▸ **Description of the task**
Below are several entries. Transcribe exactly those lines that fall from the one with "timer keeps running." through the one with "if now <= first_fire", end lines included.

*** Opening of Listed entries ***

pub mod inline;
pub mod message;

use crate::bot::commands::Command;
use crate::bot::router::CommandRouter;
use std::sync::Arc;
use teloxide::{dispatching::UpdateHandler, prelude::*};

pub type HandlerError = Box<dyn std::error::Error + Send + Sync + 'static>;

pub struct BotHandler {
    pub router: Arc<CommandRouter>,
}

impl BotHandler {
    pub fn new(router: Arc<CommandRouter>) -> Self {
        Self { router }
    }

    /// Update tree: commands, then join/leave notices, then inline queries.
    /// Anything else falls through unhandled.
    pub fn schema(&self) -> UpdateHandler<HandlerError> {
        let router = self.router.clone();
        let router_membership = self.router.clone();
        let router_inline = self.router.clone();

        dptree::entry()
            .branch(
                Update::filter_message()
                    .filter_command::<Command>()
                    .endpoint(move |msg: Message, cmd: Command| {
                        let router = router.clone();
                        async move { message::command_handler(msg, cmd, router).await }
                    }),
            )
            .branch(
                Update::filter_message()
                    .filter(|msg: Message| message::is_membership_notice(&msg))
                    .endpoint(move |msg: Message| {
                        let router = router_membership.clone();
                        async move { message::membership_handler(msg, router).await }
                    }),
            )
            .branch(Update::filter_inline_query().endpoint(move |q: InlineQuery| {
                let router = router_inline.clone();
                async move { inline::inline_query_handler(q, router).await }
            }))
    }
}
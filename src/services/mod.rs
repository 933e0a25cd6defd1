pub mod health;
pub mod reminder;
pub mod search;
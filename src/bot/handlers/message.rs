use super::HandlerError;
use crate::bot::commands::Command;
use crate::bot::router::{CommandRouter, Inbound};
use crate::bot::transport::IncomingMessage;
use std::sync::Arc;
use teloxide::prelude::*;

pub async fn command_handler(
    msg: Message,
    cmd: Command,
    router: Arc<CommandRouter>,
) -> Result<(), HandlerError> {
    router
        .route(Inbound::Command(IncomingMessage::from_message(&msg), cmd))
        .await;
    Ok(())
}

pub async fn membership_handler(msg: Message, router: Arc<CommandRouter>) -> Result<(), HandlerError> {
    tracing::debug!("Removing membership notice {} in chat {}", msg.id.0, msg.chat.id.0);
    router
        .route(Inbound::Membership(IncomingMessage::from_message(&msg)))
        .await;
    Ok(())
}

pub fn is_membership_notice(msg: &Message) -> bool {
    msg.new_chat_members().is_some() || msg.left_chat_member().is_some()
}
/// Errors produced by the bot core.
///
/// Only `Configuration` and `Content` are fatal, and only at boot. Everything
/// that happens after the dispatcher is running is logged and swallowed at the
/// boundary closest to the transport call.
#[derive(Debug, thiserror::Error)]
pub enum BotError {
    #[error("configuration error: {0}")]
    Configuration(String),

    #[error("content error: {0}")]
    Content(String),

    #[error("authorization denied for user {user_id} in chat {chat_id}")]
    AuthorizationDenied { chat_id: i64, user_id: u64 },

    #[error("transport error: {0}")]
    Transport(String),
}

impl From<teloxide::RequestError> for BotError {
    fn from(err: teloxide::RequestError) -> Self {
        BotError::Transport(err.to_string())
    }
}

pub type Result<T> = std::result::Result<T, BotError>;
//! # Refugee Help Bot
//!
//! A Telegram bot for chats of refugees from Ukraine in Germany.
//!
//! ## Features
//! - Informational commands backed by a static guidebook (city and country
//!   chats, evacuation, medical and legal resources, FAQ pages)
//! - Inline search over the same guidebook
//! - Per-chat reminders that re-post the pinned message on a fixed interval
//! - Removal of join/leave notices and processed command messages

/// Bot command handlers, routing and the messaging transport seam
pub mod bot;
/// Configuration management and environment variables
pub mod config;
/// Guidebook content and the search index built from it
pub mod content;
/// Error taxonomy shared by all components
pub mod error;
/// Background services: reminders, search and health reporting
pub mod services;
/// Logging and formatting helpers
pub mod utils;
#![allow(clippy::panic)]

use refugee_help_bot::bot::commands::{command_menu, Command};
use teloxide::utils::command::BotCommands;

#[cfg(test)]
mod command_parsing_tests {
    use super::*;

    fn parse(input: &str) -> Command {
        match Command::parse(input, "refugeehelpbot") {
            Ok(cmd) => cmd,
            Err(e) => panic!("failed to parse {input:?}: {e}"),
        }
    }

    #[test]
    fn test_reminder_commands_parsing() {
        assert_eq!(parse("/start"), Command::Start);
        assert_eq!(parse("/stop"), Command::Stop);
    }

    #[test]
    fn test_topic_commands_parsing() {
        assert_eq!(parse("/help"), Command::Help);
        assert_eq!(parse("/children_lessons"), Command::ChildrenLessons);
        assert_eq!(parse("/evacuation"), Command::Evacuation);
        assert_eq!(parse("/hryvnia"), Command::Hryvnia);
        assert_eq!(parse("/handbook"), Command::Handbook);
        assert_eq!(parse("/legal"), Command::Legal);
        assert_eq!(parse("/taxis"), Command::Taxis);
        assert_eq!(parse("/socialhelp"), Command::SocialHelp);
    }

    #[test]
    fn test_argument_is_trimmed_and_lowercased() {
        assert_eq!(parse("/cities   Berlin  "), Command::Cities("berlin".into()));
        assert_eq!(parse("/countries POLAND"), Command::Countries("poland".into()));
        assert_eq!(parse("/medical Doctors"), Command::Medical("doctors".into()));
        assert_eq!(parse("/faq drive-EN"), Command::Faq("drive-en".into()));
    }

    #[test]
    fn test_argument_keeps_inner_spaces_and_cyrillic() {
        assert_eq!(
            parse("/evacuation_cities Кривий Ріг"),
            Command::EvacuationCities("кривий ріг".into())
        );
    }

    #[test]
    fn test_missing_argument_is_empty() {
        assert_eq!(parse("/cities"), Command::Cities(String::new()));
        assert_eq!(parse("/countries"), Command::Countries(String::new()));
        assert_eq!(parse("/medical"), Command::Medical(String::new()));
    }

    #[test]
    fn test_command_addressed_to_bot() {
        assert_eq!(parse("/cities@refugeehelpbot Hamburg"), Command::Cities("hamburg".into()));
        assert!(Command::parse("/cities@otherbot Hamburg", "refugeehelpbot").is_err());
    }

    #[test]
    fn test_unknown_command_fails() {
        assert!(Command::parse("/schedule", "refugeehelpbot").is_err());
        assert!(Command::parse("hello there", "refugeehelpbot").is_err());
    }

    #[test]
    fn test_only_reminder_commands_are_restricted() {
        assert!(Command::Start.is_restricted());
        assert!(Command::Stop.is_restricted());
        assert!(!Command::Help.is_restricted());
        assert!(!Command::Cities("berlin".into()).is_restricted());
    }

    #[test]
    fn test_command_menu_is_sorted_and_complete() {
        let menu = command_menu();
        assert_eq!(menu.len(), 15);

        let names: Vec<&str> = menu.iter().map(|c| c.command.trim_start_matches('/')).collect();
        let mut sorted = names.clone();
        sorted.sort();
        assert_eq!(names, sorted);

        for expected in ["cities", "evacuation_cities", "socialhelp", "start", "stop", "faq"] {
            assert!(names.contains(&expected), "menu is missing {expected}");
        }
        assert!(menu.iter().all(|c| !c.description.is_empty()));
    }
}
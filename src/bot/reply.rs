use crate::bot::transport::{IncomingMessage, Transport};
use crate::error::Result;
use crate::utils::logging::log_transport_error;

/// Answers a command and removes the command message.
///
/// When the command was itself a reply, the answer is attached to the same
/// parent message, so `/legal` sent in reply to a question answers that
/// question.
pub async fn reply_to_message(transport: &dyn Transport, msg: &IncomingMessage, text: &str) -> Result<()> {
    transport.send_message(msg.chat_id, text, msg.reply_to).await?;
    delete_command(transport, msg).await;
    Ok(())
}

/// Deletes the triggering message. Fails quietly when the bot lacks rights.
pub async fn delete_command(transport: &dyn Transport, msg: &IncomingMessage) {
    if let Err(e) = transport.delete_message(msg.chat_id, msg.message_id).await {
        log_transport_error("delete command message", msg.chat_id, &e.to_string());
    }
}
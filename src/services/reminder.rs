use crate::bot::transport::Transport;
use crate::utils::logging::{log_reminder_event, log_transport_error};
use chrono::{DateTime, Utc};
use std::collections::HashMap;
use std::sync::{Arc, Mutex};
use std::time::Duration;
use teloxide::types::ChatId;
use tokio::task::JoinHandle;
use tokio::time::{interval_at, Instant, MissedTickBehavior};

/// Delay before the first reminder after `/start`.
pub const FIRST_TICK_DELAY: Duration = Duration::from_secs(1);

#[derive(Debug, Clone)]
pub struct ReminderSettings {
    pub interval: Duration,
    pub first_delay: Duration,
    pub fallback_text: String,
}

impl ReminderSettings {
    pub fn new(interval: Duration, fallback_text: impl Into<String>) -> Self {
        Self {
            interval,
            first_delay: FIRST_TICK_DELAY,
            fallback_text: fallback_text.into(),
        }
    }
}

#[derive(Debug, Clone, Copy, PartialEq, Eq)]
pub enum StartOutcome {
    Started,
    Restarted,
    AlreadyRunning,
}

impl StartOutcome {
    pub fn notice(self, interval_secs: u64) -> String {
        match self {
            StartOutcome::Started => {
                format!("I'm starting sending the reminders every {interval_secs}s.")
            }
            StartOutcome::Restarted => {
                format!("I'm re-starting sending the reminders every {interval_secs}s.")
            }
            StartOutcome::AlreadyRunning => {
                format!("I'm already sending the reminders every {interval_secs}s.")
            }
        }
    }
}

#[derive(Debug, Clone, Copy, PartialEq, Eq)]
pub enum StopOutcome {
    Stopped,
    NotRunning,
}

pub const STOP_NOTICE: &str = "I'm stopping sending the reminders.";

/// Point-in-time view of a chat's reminder record.
#[derive(Debug, Clone, PartialEq, Eq)]
pub struct ChatReminder {
    pub chat_id: ChatId,
    pub interval_seconds: u64,
    pub enabled: bool,
    pub next_fire_time: Option<DateTime<Utc>>,
}

#[derive(Debug, Clone, Copy, Default, PartialEq, Eq)]
pub struct ReminderCounts {
    pub active: usize,
    pub paused: usize,
}

struct ArmedTimer {
    handle: JoinHandle<()>,
    first_fire: DateTime<Utc>,
}

struct ChatSlot {
    interval: Duration,
    // Some while the chat is active. Pausing takes and aborts it, so a chat
    // can never own more than one timer.
    timer: Option<ArmedTimer>,
}

impl ChatSlot {
    fn summary(&self) -> SlotSummary {
        SlotSummary {
            interval: self.interval,
            first_fire: self.timer.as_ref().map(|t| t.first_fire),
        }
    }
}

/// Copy of a chat's record kept in the outer map. Readers use it instead of
/// the per-chat lock, which may be held across a network send.
#[derive(Debug, Clone, Copy)]
struct SlotSummary {
    interval: Duration,
    first_fire: Option<DateTime<Utc>>,
}

impl SlotSummary {
    fn snapshot(&self, chat_id: ChatId, now: DateTime<Utc>) -> ChatReminder {
        ChatReminder {
            chat_id,
            interval_seconds: self.interval.as_secs(),
            enabled: self.first_fire.is_some(),
            next_fire_time: self
                .first_fire
                .map(|first| next_fire_after(first, self.interval, now)),
        }
    }
}

type ChatCell = Arc<tokio::sync::Mutex<Option<ChatSlot>>>;

/// Owns one recurring reminder timer per chat.
///
/// The outer map lock is held only briefly and never across an await. All
/// state transitions for a chat happen under that chat's own async lock, so
/// commands for one chat apply in order while other chats proceed
/// independently. Each transition publishes a summary of the record before any
/// notice goes out, and snapshots read only those summaries.
pub struct ReminderScheduler {
    transport: Arc<dyn Transport>,
    settings: ReminderSettings,
    chats: Mutex<HashMap<ChatId, ChatCell>>,
    summaries: Mutex<HashMap<ChatId, SlotSummary>>,
}

impl ReminderScheduler {
    pub fn new(transport: Arc<dyn Transport>, settings: ReminderSettings) -> Self {
        Self {
            transport,
            settings,
            chats: Mutex::new(HashMap::new()),
            summaries: Mutex::new(HashMap::new()),
        }
    }

    pub async fn start(&self, chat_id: ChatId) -> StartOutcome {
        let cell = self.cell(chat_id);
        let mut slot = cell.lock().await;

        let outcome = match slot.as_ref().map(|s| s.timer.is_some()) {
            None => StartOutcome::Started,
            Some(false) => StartOutcome::Restarted,
            Some(true) => StartOutcome::AlreadyRunning,
        };

        let interval = match outcome {
            StartOutcome::Started => {
                let interval = self.settings.interval;
                *slot = Some(ChatSlot {
                    interval,
                    timer: Some(self.arm(chat_id, interval)),
                });
                interval
            }
            StartOutcome::Restarted | StartOutcome::AlreadyRunning => {
                let Some(existing) = slot.as_mut() else {
                    return outcome;
                };
                if existing.timer.is_none() {
                    existing.timer = Some(self.arm(chat_id, existing.interval));
                }
                existing.interval
            }
        };

        if let Some(current) = slot.as_ref() {
            self.publish(chat_id, current.summary());
        }

        log_reminder_event(&format!("{outcome:?}"), chat_id, None);
        self.notify(chat_id, &outcome.notice(interval.as_secs())).await;
        outcome
    }

    pub async fn stop(&self, chat_id: ChatId) -> StopOutcome {
        let Some(cell) = self.existing_cell(chat_id) else {
            return StopOutcome::NotRunning;
        };
        let mut slot = cell.lock().await;

        let Some(timer) = slot.as_mut().and_then(|s| s.timer.take()) else {
            return StopOutcome::NotRunning;
        };
        timer.handle.abort();
        if let Some(current) = slot.as_ref() {
            self.publish(chat_id, current.summary());
        }

        log_reminder_event("Stopped", chat_id, None);
        self.notify(chat_id, STOP_NOTICE).await;
        StopOutcome::Stopped
    }

    /// Never waits on a chat that is mid-transition.
    pub async fn state(&self, chat_id: ChatId) -> Option<ChatReminder> {
        let summaries = self.summaries.lock().unwrap_or_else(|poisoned| poisoned.into_inner());
        summaries.get(&chat_id).map(|s| s.snapshot(chat_id, Utc::now()))
    }

    pub async fn counts(&self) -> ReminderCounts {
        let summaries = self.summaries.lock().unwrap_or_else(|poisoned| poisoned.into_inner());
        summaries
            .values()
            .fold(ReminderCounts::default(), |mut counts, summary| {
                if summary.first_fire.is_some() {
                    counts.active += 1;
                } else {
                    counts.paused += 1;
                }
                counts
            })
    }

    /// Number of timer tasks still alive across all chats.
    pub async fn live_timers(&self) -> usize {
        let mut live = 0;
        for (_, cell) in self.cells() {
            if let Some(timer) = cell.lock().await.as_ref().and_then(|s| s.timer.as_ref()) {
                if !timer.handle.is_finished() {
                    live += 1;
                }
            }
        }
        live
    }

    /// Cancels every armed timer. Records are kept.
    pub async fn shutdown(&self) {
        for (chat_id, cell) in self.cells() {
            let mut slot = cell.lock().await;
            if let Some(current) = slot.as_mut() {
                if let Some(timer) = current.timer.take() {
                    timer.handle.abort();
                }
                self.publish(chat_id, current.summary());
            }
        }
    }

    fn arm(&self, chat_id: ChatId, interval: Duration) -> ArmedTimer {
        let transport = Arc::clone(&self.transport);
        let fallback = self.settings.fallback_text.clone();
        let first_delay = self.settings.first_delay;

        let handle = tokio::spawn(async move {
            let mut ticker = interval_at(Instant::now() + first_delay, interval);
            ticker.set_missed_tick_behavior(MissedTickBehavior::Delay);
            loop {
                ticker.tick().await;
                send_reminder(transport.as_ref(), chat_id, &fallback).await;
            }
        });

        let first_fire = Utc::now()
            + chrono::Duration::from_std(first_delay).unwrap_or_else(|_| chrono::Duration::zero());
        ArmedTimer { handle, first_fire }
    }

    async fn notify(&self, chat_id: ChatId, text: &str) {
        if let Err(e) = self.transport.send_message(chat_id, text, None).await {
            log_transport_error("send reminder notice", chat_id, &e.to_string());
        }
    }

    fn cell(&self, chat_id: ChatId) -> ChatCell {
        let mut chats = self.chats.lock().unwrap_or_else(|poisoned| poisoned.into_inner());
        Arc::clone(chats.entry(chat_id).or_default())
    }

    fn existing_cell(&self, chat_id: ChatId) -> Option<ChatCell> {
        let chats = self.chats.lock().unwrap_or_else(|poisoned| poisoned.into_inner());
        chats.get(&chat_id).cloned()
    }

    fn cells(&self) -> Vec<(ChatId, ChatCell)> {
        let chats = self.chats.lock().unwrap_or_else(|poisoned| poisoned.into_inner());
        chats.iter().map(|(id, cell)| (*id, Arc::clone(cell))).collect()
    }

    fn publish(&self, chat_id: ChatId, summary: SlotSummary) {
        let mut summaries = self.summaries.lock().unwrap_or_else(|poisoned| poisoned.into_inner());
        summaries.insert(chat_id, summary);
    }
}

/// One tick: forward the chat's pinned message back into it, or post the
/// fallback text when nothing is pinned. Failures are logged and the tick is
/// abandoned; the timer keeps running.
pub async fn send_reminder(transport: &dyn Transport, chat_id: ChatId, fallback: &str) {
    log_reminder_event("Sending reminder", chat_id, None);

    match transport.pinned_message(chat_id).await {
        Ok(Some(pinned)) => {
            if let Err(e) = transport.forward_message(chat_id, chat_id, pinned).await {
                log_transport_error("forward pinned message", chat_id, &e.to_string());
            }
        }
        Ok(None) => {
            if let Err(e) = transport.send_message(chat_id, fallback, None).await {
                log_transport_error("send fallback reminder", chat_id, &e.to_string());
            }
        }
        Err(e) => log_transport_error("fetch pinned message", chat_id, &e.to_string()),
    }
}

fn next_fire_after(first_fire: DateTime<Utc>, interval: Duration, now: DateTime<Utc>) -> DateTime<Utc> {
    if now <= first_fire {
        return first_fire;
    }
    let period = match chrono::Duration::from_std(interval) {
        Ok(p) if p > chrono::Duration::zero() => p,
        _ => return first_fire,
    };
    let elapsed = (now - first_fire).num_milliseconds();
    let step = period.num_milliseconds();
    let ticks = elapsed / step + 1;
    first_fire + chrono::Duration::milliseconds(ticks * step)
}

#[cfg(test)]
mod tests {
    use super::*;
    use chrono::TimeZone;

    #[test]
    fn test_notices_mention_interval() {
        assert_eq!(
            StartOutcome::Started.notice(1800),
            "I'm starting sending the reminders every 1800s."
        );
        assert_eq!(
            StartOutcome::Restarted.notice(60),
            "I'm re-starting sending the reminders every 60s."
        );
        assert_eq!(
            StartOutcome::AlreadyRunning.notice(60),
            "I'm already sending the reminders every 60s."
        );
    }

    #[test]
    fn test_next_fire_after_first_tick() {
        let first = Utc.with_ymd_and_hms(2024, 3, 1, 12, 0, 0).unwrap();
        let interval = Duration::from_secs(1800);

        let before = first - chrono::Duration::seconds(1);
        assert_eq!(next_fire_after(first, interval, before), first);

        let later = first + chrono::Duration::minutes(45);
        assert_eq!(
            next_fire_after(first, interval, later),
            first + chrono::Duration::minutes(60)
        );

        let exactly = first + chrono::Duration::minutes(30);
        assert_eq!(
            next_fire_after(first, interval, exactly),
            first + chrono::Duration::minutes(60)
        );
    }
}
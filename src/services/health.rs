use axum::{
    extract::State,
    http::StatusCode,
    response::Json,
    routing::get,
    Router,
};
use serde::{Deserialize, Serialize};
use std::sync::Arc;
use crate::content::ContentIndex;
use crate::services::reminder::ReminderScheduler;
use chrono::{DateTime, Utc};
use tower_http::trace::TraceLayer;

#[derive(Debug, Serialize, Deserialize)]
pub struct HealthResponse {
    pub status: String,
    pub timestamp: DateTime<Utc>,
    pub version: String,
    pub content: ContentHealth,
    pub reminders: ReminderHealth,
    pub uptime_seconds: u64,
}

#[derive(Debug, Serialize, Deserialize)]
pub struct ContentHealth {
    pub articles: usize,
}

#[derive(Debug, Serialize, Deserialize)]
pub struct ReminderHealth {
    pub active_chats: usize,
    pub paused_chats: usize,
}

#[derive(Clone)]
pub struct AppState {
    pub scheduler: Arc<ReminderScheduler>,
    pub index: Arc<ContentIndex>,
    pub start_time: DateTime<Utc>,
}

pub struct HealthService {
    pub router: Router,
}

impl HealthService {
    pub fn new(scheduler: Arc<ReminderScheduler>, index: Arc<ContentIndex>) -> Self {
        let state = AppState {
            scheduler,
            index,
            start_time: Utc::now(),
        };

        let router = Router::new()
            .route("/health", get(health_check))
            .route("/health/ready", get(readiness_check))
            .route("/health/live", get(liveness_check))
            .layer(TraceLayer::new_for_http())
            .with_state(state);

        Self { router }
    }
}

async fn health_check(State(state): State<AppState>) -> Json<HealthResponse> {
    let counts = state.scheduler.counts().await;
    let uptime = Utc::now()
        .signed_duration_since(state.start_time)
        .num_seconds()
        .max(0) as u64;

    let status = if state.index.is_empty() { "degraded" } else { "healthy" };

    Json(HealthResponse {
        status: status.to_string(),
        timestamp: Utc::now(),
        version: env!("CARGO_PKG_VERSION").to_string(),
        content: ContentHealth {
            articles: state.index.len(),
        },
        reminders: ReminderHealth {
            active_chats: counts.active,
            paused_chats: counts.paused,
        },
        uptime_seconds: uptime,
    })
}

async fn readiness_check(State(state): State<AppState>) -> Result<Json<&'static str>, StatusCode> {
    // Inline search is useless without content.
    if state.index.is_empty() {
        Err(StatusCode::SERVICE_UNAVAILABLE)
    } else {
        Ok(Json("ready"))
    }
}

async fn liveness_check() -> Json<&'static str> {
    Json("alive")
}

#[cfg(test)]
mod tests {
    use super::*;
    use crate::bot::transport::{InlineArticle, Transport};
    use crate::content::Article;
    use crate::error::Result;
    use crate::services::reminder::ReminderSettings;
    use async_trait::async_trait;
    use axum_test::TestServer;
    use std::collections::HashSet;
    use std::time::Duration;
    use teloxide::types::{BotCommand, ChatId, MessageId, UserId};

    struct SilentTransport;

    #[async_trait]
    impl Transport for SilentTransport {
        async fn send_message(&self, _: ChatId, _: &str, _: Option<MessageId>) -> Result<MessageId> {
            Ok(MessageId(1))
        }
        async fn delete_message(&self, _: ChatId, _: MessageId) -> Result<()> {
            Ok(())
        }
        async fn forward_message(&self, _: ChatId, _: ChatId, _: MessageId) -> Result<()> {
            Ok(())
        }
        async fn pinned_message(&self, _: ChatId) -> Result<Option<MessageId>> {
            Ok(None)
        }
        async fn chat_administrators(&self, _: ChatId) -> Result<HashSet<UserId>> {
            Ok(HashSet::new())
        }
        async fn answer_inline_query(&self, _: &str, _: Vec<InlineArticle>) -> Result<()> {
            Ok(())
        }
        async fn register_commands(&self, _: Vec<BotCommand>) -> Result<()> {
            Ok(())
        }
    }

    fn create_test_health_service(articles: Vec<Article>) -> (HealthService, Arc<ReminderScheduler>) {
        let scheduler = Arc::new(ReminderScheduler::new(
            Arc::new(SilentTransport),
            ReminderSettings::new(Duration::from_secs(1800), "reminder"),
        ));
        let index = Arc::new(ContentIndex::build(articles));
        (HealthService::new(scheduler.clone(), index), scheduler)
    }

    #[tokio::test]
    async fn test_health_endpoint_reports_reminders() {
        let (health_service, scheduler) =
            create_test_health_service(vec![Article::new("a", "Legal help", "", &[])]);
        scheduler.start(ChatId(-100)).await;
        scheduler.start(ChatId(-200)).await;
        scheduler.stop(ChatId(-200)).await;

        let server = TestServer::new(health_service.router).expect("Failed to create test server");
        let response = server.get("/health").await;

        assert_eq!(response.status_code(), StatusCode::OK);
        let health: HealthResponse = response.json();
        assert_eq!(health.status, "healthy");
        assert_eq!(health.version, env!("CARGO_PKG_VERSION"));
        assert_eq!(health.content.articles, 1);
        assert_eq!(health.reminders.active_chats, 1);
        assert_eq!(health.reminders.paused_chats, 1);

        scheduler.shutdown().await;
    }

    #[tokio::test]
    async fn test_readiness_endpoint() {
        let (health_service, _) = create_test_health_service(vec![Article::new("a", "Legal", "", &[])]);
        let server = TestServer::new(health_service.router).expect("Failed to create test server");

        let response = server.get("/health/ready").await;
        assert_eq!(response.status_code(), StatusCode::OK);
        let ready: String = response.json();
        assert_eq!(ready, "ready");
    }

    #[tokio::test]
    async fn test_readiness_fails_without_content() {
        let (health_service, _) = create_test_health_service(Vec::new());
        let server = TestServer::new(health_service.router).expect("Failed to create test server");

        let response = server.get("/health/ready").await;
        assert_eq!(response.status_code(), StatusCode::SERVICE_UNAVAILABLE);
    }

    #[tokio::test]
    async fn test_liveness_endpoint() {
        let (health_service, _) = create_test_health_service(Vec::new());
        let server = TestServer::new(health_service.router).expect("Failed to create test server");

        let response = server.get("/health/live").await;
        assert_eq!(response.status_code(), StatusCode::OK);
        let alive: String = response.json();
        assert_eq!(alive, "alive");
    }
}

*** Close of Listed entries ***

▸ **Expected answer**
/// abandoned; the timer keeps running.
pub async fn send_reminder(transport: &dyn Transport, chat_id: ChatId, fallback: &str) {
    log_reminder_event("Sending reminder", chat_id, None);

    match transport.pinned_message(chat_id).await {
        Ok(Some(pinned)) => {
            if let Err(e) = transport.forward_message(chat_id, chat_id, pinned).await {
                log_transport_error("forward pinned message", chat_id, &e.to_string());
            }
        }
        Ok(None) => {
            if let Err(e) = transport.send_message(chat_id, fallback, None).await {
                log_transport_error("send fallback reminder", chat_id, &e.to_string());
            }
        }
        Err(e) => log_transport_error("fetch pinned message", chat_id, &e.to_string()),
    }
}

fn next_fire_after(first_fire: DateTime<Utc>, interval: Duration, now: DateTime<Utc>) -> DateTime<Utc> {
    if now <= first_fire {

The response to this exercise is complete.